AMA President Dr Omar Khorshid said telehealth has been embraced by both doctors and patients, giving people access to care while reducing community transmission of the virus.
“Since the beginning of the COVID-19 pandemic we have seen temporary MBS arrangements put in place to support patients to access medical care via the telephone and video.
“The COVID-19 pandemic is still not over, and telehealth will now be able to continue to play a significant role in keeping the community safe, particularly in outbreak situations. It will protect the vulnerable members of the community and help ensure practices can stay open, servicing the community.
“We know just how critical it is to ensure practices can remain open during the pandemic and telehealth, combined with adequate provision of personal protective equipment to medical practices are key to continuing to provide services for patients.”
Dr Khorshid said telehealth improved access to healthcare for people who found it difficult to take time off work; could not leave children or people they were caring for and who live out of town and away from their GP or non-GP specialist.
“A face-to-face visit to a doctor will still remain an essential part of our health system. However, Medicare was established in 1984 well before people had access to mobile phones or video conferencing and expanding access to telehealth is an overdue reform, which brings Medicare into the 21st century,” Dr Khorshid said.

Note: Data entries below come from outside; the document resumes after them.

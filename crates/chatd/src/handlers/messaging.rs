use async_trait::async_trait;
use serde_json::Value;

use chat_repo::models::MessageView;

use crate::dispatch::{error_payload, PacketHandler};
use crate::handlers::common::{require_auth, str_field};
use crate::server::{ChatServer, HandlerCtx};

const HISTORY_LIMIT: i64 = 100;

fn message_json(view: &MessageView) -> Value {
    serde_json::json!({
        "room_id": view.room_id,
        "message_id": view.id,
        "user_id": view.sender_user_id,
        "name": view.sender_name,
        "content": view.content,
        "is_announcement": view.is_announcement,
        "timestamp": view.created_at,
    })
}

fn message_broadcast(view: &MessageView) -> Value {
    serde_json::json!({ "type": "MESSAGE", "data": message_json(view) })
}

async fn broadcast_to_room_members(server: &ChatServer, room_pk: i64, payload: Value) -> anyhow::Result<()> {
    let member_pks = server.repo.member_user_pks(room_pk)?;
    let mut session_ids = Vec::new();
    for pk in member_pks {
        session_ids.extend(server.sessions.session_ids_for_user(pk));
    }
    chat_services::broadcast::broadcast(&server.dispatcher, &server.sessions, payload, Some(&session_ids));
    Ok(())
}

/// Requires membership. Persists, refreshes room activity, broadcasts to
/// every live session whose bound user is a member, and tells the author
/// their own copy landed.
pub struct MessageHandler;

#[async_trait]
impl PacketHandler for MessageHandler {
    async fn handle(
        &self,
        server: &ChatServer,
        ctx: &HandlerCtx,
        data: &Value,
    ) -> anyhow::Result<Option<Value>> {
        let user_pk = match require_auth(ctx.user_pk) {
            Ok(pk) => pk,
            Err(err) => return Ok(Some(err)),
        };

        let room_id = str_field(data, "room_id");
        let Some(room) = server.repo.find_room_by_room_id(room_id)? else {
            return Ok(Some(error_payload("Room not found.")));
        };
        if !server.repo.is_member(room.id, user_pk)? {
            return Ok(Some(error_payload("You are not a member of that room.")));
        }

        let content = str_field(data, "content").trim().to_string();
        if content.is_empty() {
            return Ok(Some(error_payload("Message content is required.")));
        }

        let view = server.repo.insert_message(room.id, user_pk, &content, false)?;
        server.repo.touch_room(room.id)?;
        broadcast_to_room_members(server, room.id, message_broadcast(&view)).await?;

        Ok(Some(serde_json::json!({
            "type": "MESSAGE_SENT",
            "data": message_json(&view),
        })))
    }
}

/// Requires membership. Asks the configured assistant provider to improve
/// on `content` (a draft) or continue the conversation (`content` absent),
/// then persists and broadcasts the result exactly as MESSAGE would —
/// except the caller gets no direct response, only the broadcast.
pub struct AiMessageHandler;

#[async_trait]
impl PacketHandler for AiMessageHandler {
    async fn handle(
        &self,
        server: &ChatServer,
        ctx: &HandlerCtx,
        data: &Value,
    ) -> anyhow::Result<Option<Value>> {
        let user_pk = match require_auth(ctx.user_pk) {
            Ok(pk) => pk,
            Err(err) => return Ok(Some(err)),
        };

        let room_id = str_field(data, "room_id");
        let Some(room) = server.repo.find_room_by_room_id(room_id)? else {
            return Ok(Some(error_payload("Room not found.")));
        };
        if !server.repo.is_member(room.id, user_pk)? {
            return Ok(Some(error_payload("You are not a member of that room.")));
        }
        let Some(user) = server.repo.find_user_by_pk(user_pk)? else {
            return Ok(Some(error_payload("You are not a member of that room.")));
        };

        let context = server.repo.last_messages(room_id, HISTORY_LIMIT)?;
        let draft = data.get("content").and_then(Value::as_str);

        let generated = match server.assistant.complete(&context, &user.name, draft).await {
            Ok(text) => text,
            Err(err) => {
                return Ok(Some(error_payload(format!("AI generation failed: {err}"))));
            }
        };

        let view = server.repo.insert_message(room.id, user_pk, &generated, true)?;
        server.repo.touch_room(room.id)?;
        broadcast_to_room_members(server, room.id, message_broadcast(&view)).await?;

        Ok(None)
    }
}

pub struct ListMessagesHandler;

#[async_trait]
impl PacketHandler for ListMessagesHandler {
    async fn handle(
        &self,
        server: &ChatServer,
        ctx: &HandlerCtx,
        data: &Value,
    ) -> anyhow::Result<Option<Value>> {
        if let Err(err) = require_auth(ctx.user_pk) {
            return Ok(Some(err));
        }
        let room_id = str_field(data, "room_id");
        if server.repo.find_room_by_room_id(room_id)?.is_none() {
            return Ok(Some(error_payload("Room not found.")));
        }

        let messages = server.repo.last_messages(room_id, HISTORY_LIMIT)?;
        Ok(Some(serde_json::json!({
            "type": "ROOM_HISTORY",
            "data": {
                "room_id": room_id,
                "messages": messages.iter().map(message_json).collect::<Vec<_>>(),
            },
        })))
    }
}

pub struct ListMembersHandler;

#[async_trait]
impl PacketHandler for ListMembersHandler {
    async fn handle(
        &self,
        server: &ChatServer,
        ctx: &HandlerCtx,
        data: &Value,
    ) -> anyhow::Result<Option<Value>> {
        if let Err(err) = require_auth(ctx.user_pk) {
            return Ok(Some(err));
        }
        let room_id = str_field(data, "room_id");
        let Some(room) = server.repo.find_room_by_room_id(room_id)? else {
            return Ok(Some(error_payload("Room not found.")));
        };

        let members = server.repo.list_members(room.id)?;
        let members_json: Vec<Value> = members
            .iter()
            .map(|m| {
                serde_json::json!({
                    "user_id": m.user_id,
                    "name": m.name,
                    "is_admin": m.is_admin,
                    "joined_at": m.joined_at,
                })
            })
            .collect();

        Ok(Some(serde_json::json!({
            "type": "ROOM_MEMBERS",
            "data": { "room_id": room_id, "members": members_json },
        })))
    }
}

/// No authentication requirement beyond the sealed channel — the session
/// key is the sole credential for cancelling one of its own retry tasks.
pub struct AckHandler;

#[async_trait]
impl PacketHandler for AckHandler {
    async fn handle(
        &self,
        server: &ChatServer,
        ctx: &HandlerCtx,
        data: &Value,
    ) -> anyhow::Result<Option<Value>> {
        let msg_id = str_field(data, "msg_id");
        if !msg_id.is_empty() {
            server.dispatcher.acknowledge(&ctx.session_id, msg_id);
        }
        Ok(None)
    }
}
//! Assistant provider — the AI_MESSAGE packet's only external dependency.
//! One shared prompt builder, two HTTP backends (a local Ollama-style
//! runner and an OpenAI-compatible chat-completions endpoint) behind a
//! common trait so the handler never branches on which is configured.

mod ollama;
mod openai;

use std::sync::Arc;

use async_trait::async_trait;
use serde::Serialize;

use chat_core::config::{AiMode, AssistantConfig};
use chat_repo::models::MessageView;

pub use ollama::OllamaProvider;
pub use openai::OpenAiProvider;

/// One message in the prompt sent to the model.
#[derive(Debug, Clone, Serialize)]
pub struct ChatMessage {
    pub role: &'static str,
    pub content: String,
}

const SYSTEM_PROMPT_TEMPLATE: &str = "You are '{user}' in a group chat. You are knowledgeable, helpful, and engaging. Your responses should: \
- Provide substantive, useful information when asked questions\n\
- Be specific and detailed rather than generic\n\
- Show genuine expertise and willingness to help\n\
- Use examples and practical details when explaining concepts\n\
- Ask follow-up questions that show you're thinking deeper about the topic\n\
- Be conversational but informative, like talking to a knowledgeable friend\n\
- Avoid repetitive phrases or generic responses\n\
- Match the user's level of interest and technical depth\n\
- Be encouraging and supportive while being genuinely helpful\n\
- Don't just acknowledge questions, actually answer them with useful content";

/// Builds the prompt shared by both providers: a system message framing
/// the assistant as `as_user`, one user-role message per prior chat
/// message, and a trailing instruction — either "improve this draft" or
/// "continue the conversation" depending on whether `draft` is given.
pub fn build_chat_prompt(context: &[MessageView], as_user: &str, draft: Option<&str>) -> Vec<ChatMessage> {
    let mut prompt = vec![ChatMessage {
        role: "system",
        content: SYSTEM_PROMPT_TEMPLATE.replace("{user}", as_user),
    }];

    for message in context {
        prompt.push(ChatMessage {
            role: "user",
            content: format!("{}: {}", message.sender_name, message.content),
        });
    }

    let trailing = match draft {
        Some(draft) => format!(
            "As {as_user}, you're planning to send this message: '{draft}'. Improve it to make it \
             sound more natural, accurate, and casual in this group chat context."
        ),
        None => format!(
            "Based on the conversation above, what would {as_user} naturally say next? Be helpful, \
             informative, and engaging. If someone asked a question, provide a detailed, useful \
             answer. Respond as {as_user} would, like a knowledgeable friend who wants to help."
        ),
    };
    prompt.push(ChatMessage { role: "user", content: trailing });

    prompt
}

/// A backend capable of generating the next chat message. Implementations
/// own their own HTTP client and endpoint configuration.
#[async_trait]
pub trait AssistantProvider: Send + Sync {
    async fn complete(
        &self,
        context: &[MessageView],
        as_user: &str,
        draft: Option<&str>,
    ) -> anyhow::Result<String>;
}

/// Picks the provider named by `config.ai_mode`.
pub fn build(config: &AssistantConfig) -> Arc<dyn AssistantProvider> {
    match config.ai_mode {
        AiMode::Ollama => Arc::new(OllamaProvider::new(config.ollama_base_url.clone(), config.model.clone())),
        AiMode::Gpt => Arc::new(OpenAiProvider::new(config.openai_api_key.clone(), config.model.clone())),
    }
}
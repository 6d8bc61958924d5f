//! The deferred-write queue: egress-side repository writes (nonce
//! registration, session `last_active_at` touches) are pushed here by
//! whichever task minted them — the retry dispatcher, most often — and
//! drained by the receive loop at the top of every iteration. This keeps
//! every repository write on one logical thread without forcing the
//! dispatcher to block on it.

use tokio::sync::mpsc;

#[derive(Debug, Clone)]
pub enum DeferredWrite {
    /// Register a nonce this server minted for egress, so a mirrored
    /// replay of the same (session, nonce) pair is rejected.
    EgressNonce { session_id: String, nonce_hex: String },
    /// Bump a session's `last_active_at` to `timestamp` (unix seconds).
    TouchSession { session_id: String, timestamp: i64 },
}

pub type DeferredSender = mpsc::UnboundedSender<DeferredWrite>;
pub type DeferredReceiver = mpsc::UnboundedReceiver<DeferredWrite>;

pub fn channel() -> (DeferredSender, DeferredReceiver) {
    mpsc::unbounded_channel()
}
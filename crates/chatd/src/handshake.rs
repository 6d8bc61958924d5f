//! Handshake handling (C5) — the plaintext `SESSION_INIT` exchange that
//! stands up a new secure session.

use std::net::SocketAddr;

use chat_core::crypto::{self, SessionKey};
use chat_core::protocol::{ServerErrorEnvelope, SessionInitRequest, SessionInitResponse};
use pkcs8::EncodePublicKey;
use serde_json::Value;

use crate::server::ChatServer;

pub async fn handle_session_init(server: &ChatServer, addr: SocketAddr, rest: Value) -> anyhow::Result<()> {
    let request: SessionInitRequest = match serde_json::from_value(rest) {
        Ok(req) => req,
        Err(_) => return send_transport_error(server, addr, "Missing client's public key").await,
    };
    if request.client_key.trim().is_empty() {
        return send_transport_error(server, addr, "Missing client's public key").await;
    }

    let session_id = crypto::generate_session_id();
    let session_key = SessionKey::generate();

    let encrypted_key = match crypto::wrap_session_key(&request.client_key, session_key.as_bytes()) {
        Ok(k) => k,
        Err(e) => {
            return send_transport_error(server, addr, format!("Invalid client public key: {e}")).await
        }
    };
    let signature = crypto::sign(session_key.as_bytes(), &server.keys.private)?;
    let server_pubkey_der = server.keys.public.to_public_key_der()?;

    let session = server.repo.insert_session(&session_id, &session_key.to_hex())?;
    server.sessions.insert(session_id.clone(), session.id, addr, session_key);

    let response = SessionInitResponse::new(
        session_id,
        &encrypted_key,
        server_pubkey_der.as_bytes(),
        &signature,
        server.keys.fingerprint.clone(),
    );
    let bytes = serde_json::to_vec(&response)?;
    server.socket.send_to(&bytes, addr).await?;
    Ok(())
}

pub async fn send_transport_error(
    server: &ChatServer,
    addr: SocketAddr,
    message: impl Into<String>,
) -> anyhow::Result<()> {
    let envelope = ServerErrorEnvelope::new(message);
    let bytes = serde_json::to_vec(&envelope)?;
    server.socket.send_to(&bytes, addr).await?;
    Ok(())
}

The AMA fought very hard for a fair and workable package, pushing back against early proposals from the Department of Health that would have significantly curtailed access for patients. While the final position reached by the Government did not satisfy all of the AMA’s requests and is not as extensive as the current temporary MBS items, it represents a significant leap forward when compared to what existed prior to the COVID-19 pandemic.
The AMA will continue to advocate for telephone items in order to avoid the inequities of access to healthcare that may result from the Government’s decision to focus on video conferencing for many consultations items.